Bajaron a la zona destinada a comer y dormir, y Aredhël no pudo contenerse de resoplar y maldecir: "Oh no... hamacas". No había suficientes para todos, de modo que ocuparon solamente dos y amontonaron sus fardos en una esquina. Cuando llegara la noche ya ingeniarían algo.
Zarparon de Trinquete muy temprano, la luz era suave y la brisa refrescante. Pasaron la mañana dando vueltas por el barco, que avanzaba veloz por el mar. Las gaviotas dejaron de acompañarles muy pronto; el viento estaba de su lado. A mediodía, la sombra de Kalimdor ya no se veía, y el sol se reflejaba en el agua en miles de destellos deslumbrantes. Allí, en medio del mar grande, parecía que el cataclismo fuera solo un rumor.

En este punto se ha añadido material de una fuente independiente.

//! Development reset: drops every table and recreates the schema.

#[tokio::main]
async fn main() -> Result<(), Box<dyn std::error::Error>> {
    dotenvy::dotenv().ok();

    let cfg = rolsa::config::Config::load()?;
    rolsa::app::init_tracing(&cfg.basic.loglevel);

    rolsa::app::reset_database(&cfg).await?;
    println!("{}", rolsa::app::RESET_CONFIRMATION);
    Ok(())
}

Los días pasaban lentos, y las noches todas iguales: orcos borrachos continuamente peleándose por tonterías, y goblins arriba y abajo limpiando vómito y sisando de los bolsillos ajenos. Una tarde, avistaron una luz extraña a lo lejos. Aredhël estaba sentada leyendo un viejo libro que había encontrado debajo de un mostrador "Las verdes colinas de Tuercespina", cuando alguien exclamó. No le quitaron ojo. Conforme iba anocheciendo, la luz se volvía más potente, de un rojo más intenso. Parecía que una columna se erguía desde su centro. El capitán del barco, Krick , se les acercó:
-¿Precioso eh? Es todo un espectáculo de la naturaleza... no tan natural.
-¿Qué es?
- Oh querida, eso es la Vorágine, la falla que ha unido los dos mundos. La luz roja? Fuego, y esa columna es vapor. La primera vez nos acercamos tanto que oímos el rugido del agua, ¡y casi pierdo mi doncella! Es mejor mirarlo de lejos, créeme. Este va a ser el punto más cercano por el que pasemos, en seguida nos desviaremos al sur - se fue alejando mientras seguía hablando - oh! Bahía del Botín, que puerto tan acogedor, si no fuera por los piratas, el maremoto, el...-
Esa noche no pudieron dormir. Tarvôs y los druidas permanecieron en la cubierta, hablando entre ellos. cuando Aredhël subió para ofrecerles unas pintas, vio que Awak y la sacerdotisa de Trinquete hablaban. Ella le señalaba la Vorágine, y él no dejaba de mirarla. Desde aquella noche no habló apenas, sólo se sentaba en una mesa y miraba su bebida.
Desembarcaron en Bahía del Botín a la hora de comer. El barco ya no se hacía cargo de ellos, así que se dirigieron a la taberna. El puerto estaba cubierto de algas, pero a nadie parecía importarle mucho. Les sorprendió ver a una vaca en un segundo piso, pero siguieron caminando, allí había muchas cosas raras. Comieron junto al grupo de orcos, y al terminar se despidieron. Salieron todos por la puerta, y la sacerdotisa quedó rezagada: -¿vamos?- dijo mirando hacia la mesa que ocupaban. Todos quedaron en silencio, nadie sabía que significaba eso, hasta que Awak habló:
- Lo siento, pero lo considero mi deber. Los elementos están revueltos, nunca he dejado de percibir su agonía en mi interior. Se que nuestra misión es importante, hay que mermar los ejércitos de Alamuerte, es muy importante que se de muerte a Nefarian. Pero no debemos descuidar a los elementos, son parte de este mundo. Como chamán he de responder su llamada. Espero que sepáis comprenderme.